Lawyers on opposite sides of a lawsuit claiming that Monsanto's Roundup weedkiller causes cancer took turns calling each other's take on the case “offensive” during closing arguments Tuesday morning in San Francisco federal court.

Jennifer Moore of Moore Law Group—one of the lawyers for Northern California man Edwin Hardeman who developed non-Hodgkin's lymphoma after about two decades of using Roundup to kill weeds on his 56-acre property—said that it was “reckless” and “offensive” for a Monsanto representative to say there “no evidence across the board” linking Roundup to cancer. Moore pointed to about 30 separate studies published prior to her client's 2015 cancer diagnosis that raised flags about exposure to glyphosate, the active ingredient in Roundup.

Moore said that although Monsanto's former CEO, Hugh Grant testified that the company had an annual research and development budget of $1.5 billion, the company had spent nothing on long-term epidemiological studies of Roundup use or certain lab tests she argued were needed to prove the product's safety.

“That ladies and gentlemen is offensive,” Moore said. “When you put a product on the market from 1975 to 2012 and you know that product causes cancer and you do it anyway, you deprive a consumer like Mr. Hardeman of a choice.”

Monsanto's lead lawyer, Brian Stekloff of Wilkinson Walsh + Eskovitz, meanwhile, took aim at one of Moore's closing slides midway through his closing, The slide had quoted an internal company email as saying “(the good ol' Monsanto way of doing things – give people $$)” when the full email actually said the “(the good ol' Monsanto way of doing things – give people an extra job).” The slide, Stekloff argued, was indicative of Hardeman's lawyers avoiding telling “the whole story.”

“It is offensive to misquote and put on a slide and the 'good ol' Monsanto way' is to give people money,” Stekloff said. Stekloff said Moore was essentially asking jurors to believe that Monsanto employees drop their kids off at school, drive to the company's St.
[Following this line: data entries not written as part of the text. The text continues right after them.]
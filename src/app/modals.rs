//! Settings modal

use super::App;
use crate::constants::{MAX_STEP_DURATION_MS, REQUEST_TIMEOUT_RANGE_SECS};
use crate::settings::Settings;
use crate::theme;
use crate::ui::components::{field_label, text_input};
use eframe::egui;
use std::path::PathBuf;
use tracing::info;

impl App {
    pub fn open_settings(&mut self) {
        self.settings_draft = self.settings.clone();
        self.show_settings = true;
    }

    pub fn render_settings_modal(&mut self, ctx: &egui::Context) {
        if !self.show_settings {
            return;
        }

        let mut apply = false;
        let mut cancel = false;
        let draft = &mut self.settings_draft;

        let modal = egui::Modal::new(egui::Id::new("settings_modal"))
            .backdrop_color(egui::Color32::from_black_alpha(180))
            .frame(theme::modal_frame());
        let modal_response = modal.show(ctx, |ui| {
            ui.set_width(440.0);
            ui.horizontal(|ui| {
                ui.colored_label(theme::ACCENT, egui_phosphor::regular::GEAR);
                ui.label(egui::RichText::new("Settings").size(theme::FONT_TITLE).strong());
            });
            ui.add_space(theme::SPACING_MD);

            field_label(ui, "Conversion service URL");
            text_input(ui, &mut draft.backend_url, "http://localhost:8080", true);
            ui.add_space(theme::SPACING_SM);

            field_label(ui, "Request timeout (seconds)");
            ui.add(egui::DragValue::new(&mut draft.request_timeout_secs).range(REQUEST_TIMEOUT_RANGE_SECS));
            ui.add_space(theme::SPACING_SM);

            field_label(ui, "Progress step duration (ms)");
            ui.add(egui::DragValue::new(&mut draft.step_duration_ms).range(0..=MAX_STEP_DURATION_MS).speed(50));
            ui.add_space(theme::SPACING_SM);

            field_label(ui, "Demo conversion success rate");
            ui.add(egui::Slider::new(&mut draft.mock_success_rate, 0.0..=1.0).fixed_decimals(2));
            ui.add_space(theme::SPACING_SM);

            field_label(ui, "Output folder");
            ui.horizontal(|ui| {
                let mut path_str = draft
                    .output_path
                    .clone()
                    .unwrap_or_else(|| draft.output_path_or_default().to_string_lossy().to_string());
                let width = ui.available_width() - 40.0;
                ui.allocate_ui(egui::vec2(width, 36.0), |ui| {
                    if text_input(ui, &mut path_str, "", true).changed() {
                        draft.output_path = Some(path_str.clone());
                    }
                });
                let browse = ui.add(theme::button(egui_phosphor::regular::FOLDER_OPEN).min_size(egui::vec2(32.0, 32.0)));
                if browse.clicked() {
                    let start = PathBuf::from(&path_str);
                    let mut dialog = rfd::FileDialog::new();
                    if start.is_dir() {
                        dialog = dialog.set_directory(&start);
                    }
                    if let Some(dir) = dialog.pick_folder() {
                        draft.output_path = Some(dir.to_string_lossy().to_string());
                    }
                }
            });
            ui.add_space(theme::SPACING_SM);

            if theme::settings_checkbox(ui, draft.auto_save, "Save converted output automatically", true) {
                draft.auto_save = !draft.auto_save;
            }

            ui.add_space(theme::SPACING_LG);
            ui.separator();
            ui.horizontal(|ui| {
                ui.with_layout(egui::Layout::right_to_left(egui::Align::Center), |ui| {
                    if ui
                        .add(theme::button_accent("Save").min_size(egui::vec2(80.0, theme::BUTTON_HEIGHT)))
                        .clicked()
                    {
                        apply = true;
                    }
                    if ui
                        .add(theme::button("Cancel").min_size(egui::vec2(80.0, theme::BUTTON_HEIGHT)))
                        .clicked()
                    {
                        cancel = true;
                    }
                    if ui.add(theme::button("Reset")).clicked() {
                        *draft = Settings {
                            mode: draft.mode,
                            ..Settings::default()
                        };
                    }
                });
            });
        });

        if apply {
            let draft = self.settings_draft.clone();
            self.settings.backend_url = draft.backend_url.trim().to_string();
            self.settings.request_timeout_secs = draft.request_timeout_secs;
            self.settings.step_duration_ms = draft.step_duration_ms;
            self.settings.mock_success_rate = draft.mock_success_rate;
            self.settings.output_path = draft.output_path.filter(|p| !p.trim().is_empty());
            self.settings.auto_save = draft.auto_save;
            info!(backend = %self.settings.backend_url, "Settings updated");
            self.save_settings();
            self.show_settings = false;
        } else if cancel || modal_response.should_close() {
            self.show_settings = false;
        }
    }
}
Louis headquarters and “then say 'You know what, we're going to engage in a conspiracy to give people cancer.' ”

“ That's what they're asking you to [believe] and that's outrageous,” said Stekloff, noting that all the company's employees who testified use Roundup at home around their families and pets.

Trial in Hardeman's case, the first bellwether to go before a jury in multidistrict litigation against Monsanto, has been ongoing since Feb. 25. One week of that time was consumed by jury deliberations after the first science-heavy phase of the bifurcated trial. U.S. District Judge Vince Chhabria, who has been overseeing the Roundup MDL, split the trial into phases to first consider whether plaintiffs could prove that Roundup use was a “substantial factor” in Hardeman's cancer.

After the jury answered yes to that question, the trial moved on to a second phase to consider whether Monsanto should be held responsible for Hardeman's harm. The jury is being asked to determine whether Roundup had a design defect, if Monsanto acted reasonably in selling and marketing Monsanto in light of the scientific evidence and whether the product should have included a warning label during the time that Hardeman was using it. If Monsanto is found liable on any one of those grounds by a preponderance of the evidence, the jury can award economic damages—which the parties have stipulated are about $200,000 for Hardeman's medical expenses—and non-economic damages. Moore asked the jury to award her client one million for each of the years since his 2015 cancer diagnosis and another $1 million for the next $15 million.

If jurors find clear and convincing evidence that Monsanto is liable on any ground, they can also award punitive damages. Moore on Tuesday didn't specify an amount for punitives, but she did remind jurors that Monsanto was sold to Bayer AG last year for $63 billion, when Monsanto had a net worth of $7.8 billion and $2.4 billion in cash-on-hand. She urged jurors send a “loud message” to the company.

“Nothing has stopped the company and that's because the only thing that matters to them is their greed,” she said.

Stekloff responded that Monsanto shouldn't be held liable, especially at the higher burden of proof needed to award punitive damages. Monsanto has done decades of its own testing and handed over all its raw data regarding Roundup and glyphosate to regulators, he said. No regulator world-wide had found Roundup was a carcinogen or should include a warning label during the time Hardeman was using the product, he argued.

“Monsanto believed in the science. Monsanto followed the regulators,” Stekloff said.

The stakes are significant for Monsanto, which last year was hit with a $289 million verdict in San Francisco Superior Court in a Roundup case outside the MDL proceedings. The state court judge overseeing that case, however, slashed the award by more than $200 million. Openings are also set for Thursday in Alameda Superior Court in a separate Roundup case against Monsanto.